A, schematic representation of the hAT₁R expression constructs utilized in transfection experiments. The phAT₁R-A plasmid harbors a full-length hAT₁R cDNA in the 5′ → 3′ orientation with respect to the CMV promoter. The “A” represents the A-allele at position +1166. The phAT₁R-C plasmid also contains the full-length hAT₁R cDNA; however, this plasmid harbors a point mutation to represent the +1166 C-allele. B, CHO cells were co-transfected with phAT₁R-A, pRL-CMV, and either miR-Controls, miR-155, or mutant miR-155 at 50 nM final concentration. C, alternatively, identical experiments were performed utilizing the phAT₁R-C expression construct. Forty eight hours after transfection, luciferase activities were measured. Firefly luciferase activity was normalized to Renilla luciferase expression, and mean activities ± S.E. from five independent experiments are shown. B, *, p < 0.01 versus mut-miR-155; C, *, p < 0.01 versus miR-155. Identical experiments were performed as described above; however, total RNA was isolated from transfected CHO cells and subjected to real time PCR experiments to quantitate the expression of hAT₁R mRNA in cells transfected with either phAT₁R-A (D) or phAT₁R-C expression construct (E).

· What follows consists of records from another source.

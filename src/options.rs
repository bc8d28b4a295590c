//! Pipeline configuration
//!
//! [`PipelineOptions`] is a plain value: build it, validate it, hand it to
//! [`enhance`](crate::enhance). It serializes to JSON so a run's options can
//! be stored next to its output and loaded back from a file.

use crate::error::{EnhanceError, Result};
use crate::types::MAX_SKEW_DEGREES;
use serde::{Deserialize, Serialize};

/// Largest denoise kernel accepted
pub const MAX_DENOISE_STRENGTH: u32 = 31;

/// Smoothing filter used by the denoise stage
#[derive(Debug, Clone, Copy, PartialEq, Eq, Default, Serialize, Deserialize)]
#[serde(rename_all = "snake_case")]
pub enum DenoiseFilter {
    /// Preserves edges, best against salt-and-pepper noise
    #[default]
    Median,
    Gaussian,
}

#[derive(Debug, Clone, Copy, PartialEq, Eq, Serialize, Deserialize)]
#[serde(default)]
pub struct DenoiseOptions {
    pub enabled: bool,
    /// Kernel width in pixels; odd and positive
    pub strength: u32,
    pub filter: DenoiseFilter,
}

impl Default for DenoiseOptions {
    fn default() -> Self {
        Self {
            enabled: true,
            strength: 3,
            filter: DenoiseFilter::Median,
        }
    }
}

#[derive(Debug, Clone, Copy, PartialEq, Serialize, Deserialize)]
#[serde(default)]
pub struct SkewOptions {
    pub enabled: bool,
    /// Largest rotation searched for, in degrees
    pub max_angle: f32,
}

impl Default for SkewOptions {
    fn default() -> Self {
        Self {
            enabled: true,
            max_angle: 15.0,
        }
    }
}

/// Inclusive intensity range for contrast normalization
#[derive(Debug, Clone, Copy, PartialEq, Eq, Serialize, Deserialize)]
pub struct TargetRange {
    pub low: u8,
    pub high: u8,
}

impl TargetRange {
    pub const FULL: TargetRange = TargetRange { low: 0, high: 255 };

    pub fn new(low: u8, high: u8) -> Result<Self> {
        let range = Self { low, high };
        range.validate()?;
        Ok(range)
    }

    pub fn validate(&self) -> Result<()> {
        if self.low >= self.high {
            return Err(EnhanceError::config(format!(
                "target range low ({}) must be below high ({})",
                self.low, self.high
            )));
        }
        Ok(())
    }
}

impl Default for TargetRange {
    fn default() -> Self {
        Self::FULL
    }
}

#[derive(Debug, Clone, Copy, PartialEq, Eq, Serialize, Deserialize)]
#[serde(default)]
pub struct ContrastOptions {
    pub enabled: bool,
    pub target_range: TargetRange,
}

impl Default for ContrastOptions {
    fn default() -> Self {
        Self {
            enabled: true,
            target_range: TargetRange::FULL,
        }
    }
}

/// How the local threshold of adaptive binarization is computed
#[derive(Debug, Clone, Copy, PartialEq, Eq, Default, Serialize, Deserialize)]
#[serde(rename_all = "snake_case")]
pub enum AdaptiveWeighting {
    /// Plain neighborhood mean minus the offset
    #[default]
    Mean,
    /// Gaussian-weighted neighborhood mean minus the offset
    Gaussian,
    /// Sauvola: mean scaled by the local standard deviation
    Sauvola,
}

/// Binarization method
#[derive(Debug, Clone, Copy, PartialEq, Eq, Default, Serialize, Deserialize)]
#[serde(tag = "method", rename_all = "snake_case")]
pub enum Binarization {
    /// Keep grayscale output
    None,
    /// Otsu threshold computed from the histogram
    #[default]
    Global,
    /// Caller-chosen global threshold; pixels at or below it are ink
    Fixed { threshold: u8 },
    /// Per-pixel threshold from a `block_size` neighborhood
    Adaptive {
        block_size: u32,
        #[serde(default = "default_adaptive_offset")]
        offset: i32,
        #[serde(default)]
        weighting: AdaptiveWeighting,
    },
}

fn default_adaptive_offset() -> i32 {
    10
}

impl Binarization {
    /// Adaptive mean thresholding with the usual offset of 10
    pub fn adaptive(block_size: u32) -> Self {
        Self::Adaptive {
            block_size,
            offset: default_adaptive_offset(),
            weighting: AdaptiveWeighting::Mean,
        }
    }

    pub fn is_enabled(&self) -> bool {
        !matches!(self, Self::None)
    }

    /// Thresholds that would turn a page's background into ink are rejected,
    /// which keeps every method idempotent.
    pub fn validate(&self) -> Result<()> {
        match *self {
            Self::None | Self::Global => {}
            Self::Fixed { threshold } => {
                if threshold == u8::MAX {
                    return Err(EnhanceError::config(
                        "fixed threshold must be below 255, or every pixel becomes ink",
                    ));
                }
            }
            Self::Adaptive {
                block_size,
                offset,
                weighting,
            } => {
                if block_size <= 1 || block_size % 2 == 0 {
                    return Err(EnhanceError::config(format!(
                        "adaptive block size must be odd and greater than 1, got {}",
                        block_size
                    )));
                }
                let min_offset = match weighting {
                    AdaptiveWeighting::Sauvola => 0,
                    AdaptiveWeighting::Mean | AdaptiveWeighting::Gaussian => 1,
                };
                if !(min_offset..=255).contains(&offset) {
                    return Err(EnhanceError::config(format!(
                        "adaptive offset for {:?} weighting must be in {}..=255, got {}",
                        weighting, min_offset, offset
                    )));
                }
            }
        }
        Ok(())
    }
}

/// Morphological clean-up applied to the binarized image
#[derive(Debug, Clone, Copy, PartialEq, Eq, Default, Serialize, Deserialize)]
#[serde(tag = "operation", rename_all = "snake_case")]
pub enum Morphology {
    #[default]
    None,
    /// Thicken ink strokes by one pixel
    Bold,
    /// Remove ink specks smaller than the structuring element
    Open { radius: u8 },
    /// Fill gaps in ink strokes smaller than the structuring element
    Close { radius: u8 },
    OpenClose { radius: u8 },
    CloseOpen { radius: u8 },
}

impl Morphology {
    pub fn is_enabled(&self) -> bool {
        !matches!(self, Self::None)
    }

    fn radius(&self) -> Option<u8> {
        match *self {
            Self::Open { radius }
            | Self::Close { radius }
            | Self::OpenClose { radius }
            | Self::CloseOpen { radius } => Some(radius),
            Self::None | Self::Bold => None,
        }
    }
}

/// Which stages run and with which parameters
#[derive(Debug, Clone, Copy, PartialEq, Default, Serialize, Deserialize)]
#[serde(default)]
pub struct PipelineOptions {
    pub denoise: DenoiseOptions,
    pub skew_correction: SkewOptions,
    pub contrast_normalization: ContrastOptions,
    pub sharpen: bool,
    pub binarization: Binarization,
    pub morphology: Morphology,
}

impl PipelineOptions {
    /// Every optional stage disabled: the output is the grayscale image
    pub fn grayscale_only() -> Self {
        Self {
            denoise: DenoiseOptions {
                enabled: false,
                ..Default::default()
            },
            skew_correction: SkewOptions {
                enabled: false,
                ..Default::default()
            },
            contrast_normalization: ContrastOptions {
                enabled: false,
                ..Default::default()
            },
            sharpen: false,
            binarization: Binarization::None,
            morphology: Morphology::None,
        }
    }

    pub fn with_binarization(mut self, binarization: Binarization) -> Self {
        self.binarization = binarization;
        self
    }

    pub fn with_morphology(mut self, morphology: Morphology) -> Self {
        self.morphology = morphology;
        self
    }

    pub fn from_json(json: &str) -> Result<Self> {
        let options: Self = serde_json::from_str(json)
            .map_err(|e| EnhanceError::config(format!("invalid options JSON: {}", e)))?;
        options.validate()?;
        Ok(options)
    }

    /// Reject values no stage can run with
    pub fn validate(&self) -> Result<()> {
        if self.denoise.enabled {
            validate_denoise_strength(self.denoise.strength)?;
        }

        if self.skew_correction.enabled {
            let max = self.skew_correction.max_angle;
            if !(max > 0.0 && max <= MAX_SKEW_DEGREES) {
                return Err(EnhanceError::config(format!(
                    "max skew angle must be in (0, {}], got {}",
                    MAX_SKEW_DEGREES, max
                )));
            }
        }

        if self.contrast_normalization.enabled {
            self.contrast_normalization.target_range.validate()?;
        }

        self.binarization.validate()?;

        if self.morphology.is_enabled() && !self.binarization.is_enabled() {
            return Err(EnhanceError::config(
                "morphology requires binarization to be enabled",
            ));
        }
        if self.morphology.radius() == Some(0) {
            return Err(EnhanceError::config("morphology radius must be positive"));
        }

        Ok(())
    }
}

pub(crate) fn validate_denoise_strength(strength: u32) -> Result<()> {
    if strength == 0 || strength % 2 == 0 || strength > MAX_DENOISE_STRENGTH {
        return Err(EnhanceError::config(format!(
            "denoise strength must be an odd integer in 1..={}, got {}",
            MAX_DENOISE_STRENGTH, strength
        )));
    }
    Ok(())
}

FIGURE 5. In situ detection of miR-155 in paraffin-embedded, formalin-fixed human tissues

A, representative example of the distribution of miR-155 after in situ hybridization analysis with an LNA miR-155-specific probe in a section of unremarkable human lung. Note that signal (blue due to the action of the alkaline phosphatase conjugate on the chromogen nitro blue tetrazolium/5-bromo-4-chloro-3-indolyl phosphate) is evident in both the smooth muscle layer of the bronchiole wall (large arrow) as well as the epithelium that lines the lumen (small arrow). The signal was not evident in the serial section (4 μm away) when the scrambled LNA miRNA probe was utilized (B). C, high magnification near the bronchiole lumen where the signal in the epithelium (small arrow) and smooth muscle layer (large arrow) can be seen. Note that the signal is present in the cytoplasm and tends to concentrate around the nuclear membrane. D, arterioles in the lung also demonstrated signal (small arrow, endothelium; large arrow, smooth muscle cells). No signal was evident in the serial section when the scrambled probe was used (E). F, miR-155 detection was evident in an unremarkable human placenta in the endothelium; note the cytoplasmic localization and concentration around the nuclear membrane (arrow).

FIGURE 6. Anti-miR-155 enhances hAT₁R expression and Ang II-induced signaling in VSMCs

VSMCs were transfected with the anti-miRNA oligonucleotides as indicated; 48 h after transfection, the cells were utilized as follows. A, AT₁R radioreceptor binding assays were performed as described under “Experimental Procedures.” The data have been normalized for protein and transfection differences, and data represent specific binding. The values are shown as percent of maximal specific binding of mock-transfected VSMCs and represent the mean ± S.E. from four independent transfection experiments (*, p < 0.01 versus mock-transfected cells). B, Ang II-induced phospho-ERK1/2 experiments were performed utilizing serum-starved, transiently transfected cells as described under “Experimental Procedures.” A representative immunoblot is shown. Results are representative of four independent experiments. C, quantitation of Ang II-(1 μM for 5 min) induced ERK1/2 phosphorylation was determined by densitometry. Values are expressed as a percent of the maximal phosphorylation of ERK1/2 in response to Ang II in mock-transfected cells and represent the mean ± S.E. from four independent transfection experiments (*, p < 0.01).